Résolution 2335 (2020)

Auteur(s) :
Assemblée parlementaire
Origine
Texte adopté par la Commission permanente, agissant au nom de l’Assemblée, le 12 octobre 2020 (voir Doc. 15086, rapport de la commission des questions juridiques et des droits de l’homme, rapporteure: Mme Hannah Bardell; et Doc. 15114, avis de la commission des questions sociales, de la santé et du développement durable, rapporteur: M. Joseph O’Reilly).Voir également la Recommandation 2177 (2020).

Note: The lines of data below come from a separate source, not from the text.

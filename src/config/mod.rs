use anyhow::{Context, Result};
use serde::Deserialize;
use std::path::{Path, PathBuf};
use tracing::info;

#[derive(Debug, Clone, Deserialize, Default)]
pub struct Config {
    #[serde(default)]
    pub server: ServerConfig,
    #[serde(default)]
    pub auth: AuthConfig,
    #[serde(default)]
    pub quota: QuotaConfig,
    #[serde(default)]
    pub notifications: NotificationConfig,
    #[serde(default)]
    pub media: MediaConfig,
    #[serde(default)]
    pub logging: LoggingConfig,
}

#[derive(Debug, Clone, Deserialize)]
pub struct ServerConfig {
    #[serde(default = "default_host")]
    pub host: String,
    #[serde(default = "default_port")]
    pub port: u16,
    #[serde(default = "default_data_dir")]
    pub data_dir: PathBuf,
}

impl Default for ServerConfig {
    fn default() -> Self {
        Self {
            host: default_host(),
            port: default_port(),
            data_dir: default_data_dir(),
        }
    }
}

fn default_host() -> String {
    "0.0.0.0".to_string()
}

fn default_port() -> u16 {
    3001
}

fn default_data_dir() -> PathBuf {
    PathBuf::from("./data")
}

#[derive(Debug, Clone, Deserialize)]
pub struct AuthConfig {
    /// Email of the bootstrap admin, created when no admin account exists
    #[serde(default = "default_admin_email")]
    pub admin_email: String,
    /// Password of the bootstrap admin (a random one is generated when unset)
    #[serde(default)]
    pub admin_password: Option<String>,
    #[serde(default = "default_admin_name")]
    pub admin_name: String,
    /// Lifetime of a login session in hours
    #[serde(default = "default_session_ttl_hours")]
    pub session_ttl_hours: i64,
    /// A user counts as online when their session was used within this window
    #[serde(default = "default_online_window_minutes")]
    pub online_window_minutes: i64,
}

impl Default for AuthConfig {
    fn default() -> Self {
        Self {
            admin_email: default_admin_email(),
            admin_password: None,
            admin_name: default_admin_name(),
            session_ttl_hours: default_session_ttl_hours(),
            online_window_minutes: default_online_window_minutes(),
        }
    }
}

fn default_admin_email() -> String {
    "admin@admin.com".to_string()
}

fn default_admin_name() -> String {
    "Administrator".to_string()
}

fn default_session_ttl_hours() -> i64 {
    24
}

fn default_online_window_minutes() -> i64 {
    5
}

/// First day of the weekly submission window
#[derive(Debug, Clone, Copy, Deserialize, PartialEq, Eq, Default)]
#[serde(rename_all = "lowercase")]
pub enum WeekStart {
    #[default]
    Sunday,
    Monday,
}

#[derive(Debug, Clone, Deserialize, Default)]
pub struct QuotaConfig {
    #[serde(default)]
    pub week_starts_on: WeekStart,
}

/// Language used for status-change messages
#[derive(Debug, Clone, Copy, Deserialize, PartialEq, Eq, Default)]
pub enum MessageLocale {
    #[default]
    #[serde(rename = "pt-BR")]
    PtBr,
    #[serde(rename = "en")]
    En,
}

#[derive(Debug, Clone, Deserialize)]
pub struct NotificationConfig {
    /// Country calling code prepended to numbers stored without one
    #[serde(default = "default_country_code")]
    pub default_country_code: String,
    #[serde(default)]
    pub locale: MessageLocale,
    /// Upper bound for a single gateway call in seconds
    #[serde(default = "default_gateway_timeout_secs")]
    pub gateway_timeout_secs: u64,
    /// Minimum interval between re-validations of the cached gateway client
    #[serde(default = "default_client_refresh_secs")]
    pub client_refresh_secs: u64,
    #[serde(default = "default_twilio_api_base")]
    pub twilio_api_base: String,
}

impl Default for NotificationConfig {
    fn default() -> Self {
        Self {
            default_country_code: default_country_code(),
            locale: MessageLocale::default(),
            gateway_timeout_secs: default_gateway_timeout_secs(),
            client_refresh_secs: default_client_refresh_secs(),
            twilio_api_base: default_twilio_api_base(),
        }
    }
}

fn default_country_code() -> String {
    "55".to_string()
}

fn default_gateway_timeout_secs() -> u64 {
    5
}

fn default_client_refresh_secs() -> u64 {
    60
}

fn default_twilio_api_base() -> String {
    "https://api.twilio.com/2010-04-01".to_string()
}

#[derive(Debug, Clone, Deserialize)]
pub struct MediaConfig {
    /// TMDB API key; media search is unavailable without it
    #[serde(default)]
    pub api_key: Option<String>,
    #[serde(default = "default_media_base_url")]
    pub base_url: String,
    #[serde(default = "default_media_language")]
    pub language: String,
    #[serde(default = "default_media_cache_ttl_secs")]
    pub cache_ttl_secs: u64,
    #[serde(default = "default_media_timeout_secs")]
    pub timeout_secs: u64,
}

impl Default for MediaConfig {
    fn default() -> Self {
        Self {
            api_key: None,
            base_url: default_media_base_url(),
            language: default_media_language(),
            cache_ttl_secs: default_media_cache_ttl_secs(),
            timeout_secs: default_media_timeout_secs(),
        }
    }
}

fn default_media_base_url() -> String {
    "https://api.themoviedb.org/3".to_string()
}

fn default_media_language() -> String {
    "pt-BR".to_string()
}

fn default_media_cache_ttl_secs() -> u64 {
    300
}

fn default_media_timeout_secs() -> u64 {
    10
}

#[derive(Debug, Clone, Deserialize)]
pub struct LoggingConfig {
    #[serde(default = "default_log_level")]
    pub level: String,
}

impl Default for LoggingConfig {
    fn default() -> Self {
        Self {
            level: default_log_level(),
        }
    }
}

fn default_log_level() -> String {
    "info".to_string()
}

impl Config {
    pub fn load(path: &Path) -> Result<Self> {
        if path.exists() {
            info!("Loading configuration from {}", path.display());
            let content = std::fs::read_to_string(path)
                .with_context(|| format!("Failed to read config file: {}", path.display()))?;
            Self::parse(&content)
        } else {
            info!("No config file found, using defaults");
            Ok(Config::default())
        }
    }

    pub fn parse(content: &str) -> Result<Self> {
        toml::from_str(content).with_context(|| "Failed to parse configuration file")
    }
}

#[cfg(test)]
mod tests {
    use super::*;

    #[test]
    fn test_empty_config_uses_defaults() {
        let config = Config::parse("").unwrap();
        assert_eq!(config.server.port, 3001);
        assert_eq!(config.auth.session_ttl_hours, 24);
        assert_eq!(config.quota.week_starts_on, WeekStart::Sunday);
        assert_eq!(config.notifications.default_country_code, "55");
        assert_eq!(config.notifications.locale, MessageLocale::PtBr);
        assert!(config.media.api_key.is_none());
    }

    #[test]
    fn test_partial_sections() {
        let config = Config::parse(
            r#"
            [quota]
            week_starts_on = "monday"

            [notifications]
            locale = "en"
            gateway_timeout_secs = 3
            "#,
        )
        .unwrap();
        assert_eq!(config.quota.week_starts_on, WeekStart::Monday);
        assert_eq!(config.notifications.locale, MessageLocale::En);
        assert_eq!(config.notifications.gateway_timeout_secs, 3);
        assert_eq!(config.notifications.client_refresh_secs, 60);
    }

    #[test]
    fn test_invalid_week_start_rejected() {
        assert!(Config::parse("[quota]\nweek_starts_on = \"friday\"").is_err());
    }
}
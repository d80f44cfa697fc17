use anyhow::{Context, Result};
use clap::Parser;
use std::path::PathBuf;
use std::sync::Arc;
use std::time::Duration;
use tracing_subscriber::{layer::SubscriberExt, util::SubscriberInitExt};

use reelport::config::Config;
use reelport::AppState;

#[derive(Parser, Debug)]
#[command(name = "reelport")]
#[command(author, version, about = "Movie and show request portal", long_about = None)]
struct Cli {
    /// Path to configuration file
    #[arg(short, long, default_value = "reelport.toml", env = "REELPORT_CONFIG")]
    config: PathBuf,

    /// Override log level
    #[arg(short, long)]
    log_level: Option<String>,
}

#[tokio::main]
async fn main() -> Result<()> {
    let cli = Cli::parse();

    // Load configuration
    let config = Config::load(&cli.config)?;

    // Initialize logging
    let log_level = cli
        .log_level
        .as_ref()
        .unwrap_or(&config.logging.level)
        .clone();

    tracing_subscriber::registry()
        .with(
            tracing_subscriber::EnvFilter::try_from_default_env()
                .unwrap_or_else(|_| tracing_subscriber::EnvFilter::new(&log_level)),
        )
        .with(tracing_subscriber::fmt::layer())
        .init();

    tracing::info!("Starting Reelport v{}", env!("CARGO_PKG_VERSION"));

    std::fs::create_dir_all(&config.server.data_dir).with_context(|| {
        format!(
            "Failed to create data directory: {}",
            config.server.data_dir.display()
        )
    })?;

    let db = reelport::db::init(&config.server.data_dir).await?;

    let mut state = AppState::new(config.clone(), db);
    if let Some(handle) = reelport::api::metrics::init_metrics() {
        state = state.with_metrics(handle);
    }
    if !state.media.is_configured() {
        tracing::warn!("No TMDB API key configured, media search is disabled");
    }

    reelport::api::auth::ensure_admin_user(&state).await?;

    let state = Arc::new(state);

    // Idle per-user submission locks
    let prune_state = state.clone();
    tokio::spawn(async move {
        let mut interval = tokio::time::interval(Duration::from_secs(600));
        loop {
            interval.tick().await;
            prune_state.submissions.prune();
        }
    });

    let app = reelport::api::create_router(state.clone());

    let addr = format!("{}:{}", config.server.host, config.server.port);
    let listener = tokio::net::TcpListener::bind(&addr)
        .await
        .with_context(|| format!("Failed to bind {}", addr))?;

    tracing::info!("API server listening on http://{}", addr);

    axum::serve(listener, app)
        .with_graceful_shutdown(shutdown_signal())
        .await?;

    tracing::info!("Server stopped");
    Ok(())
}

async fn shutdown_signal() {
    let ctrl_c = async {
        if let Err(e) = tokio::signal::ctrl_c().await {
            tracing::error!("Failed to listen for Ctrl+C: {}", e);
            std::future::pending::<()>().await;
        }
    };

    #[cfg(unix)]
    let terminate = async {
        match tokio::signal::unix::signal(tokio::signal::unix::SignalKind::terminate()) {
            Ok(mut signal) => {
                signal.recv().await;
            }
            Err(e) => {
                tracing::error!("Failed to install SIGTERM handler: {}", e);
                std::future::pending::<()>().await;
            }
        }
    };

    #[cfg(not(unix))]
    let terminate = std::future::pending::<()>();

    tokio::select! {
        _ = ctrl_c => {},
        _ = terminate => {},
    }

    tracing::info!("Shutdown signal received");
}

1. L’Assemblée parlementaire se félicite des récents engagements pris à l’échelle mondiale pour faire face et remédier aux problèmes de société liés aux substances psychoactives (ci-après «les drogues») dans le plein respect de l’ensemble des droits humains et des libertés fondamentales, et de l’importance grandissante accordée à une approche durable, globale, équilibrée et appuyée sur des faits établis. Elle réitère ses précédents appels en faveur d’une convention européenne sur la promotion des politiques de santé publique dans la lutte contre la drogue (Résolution 1576 (2007)).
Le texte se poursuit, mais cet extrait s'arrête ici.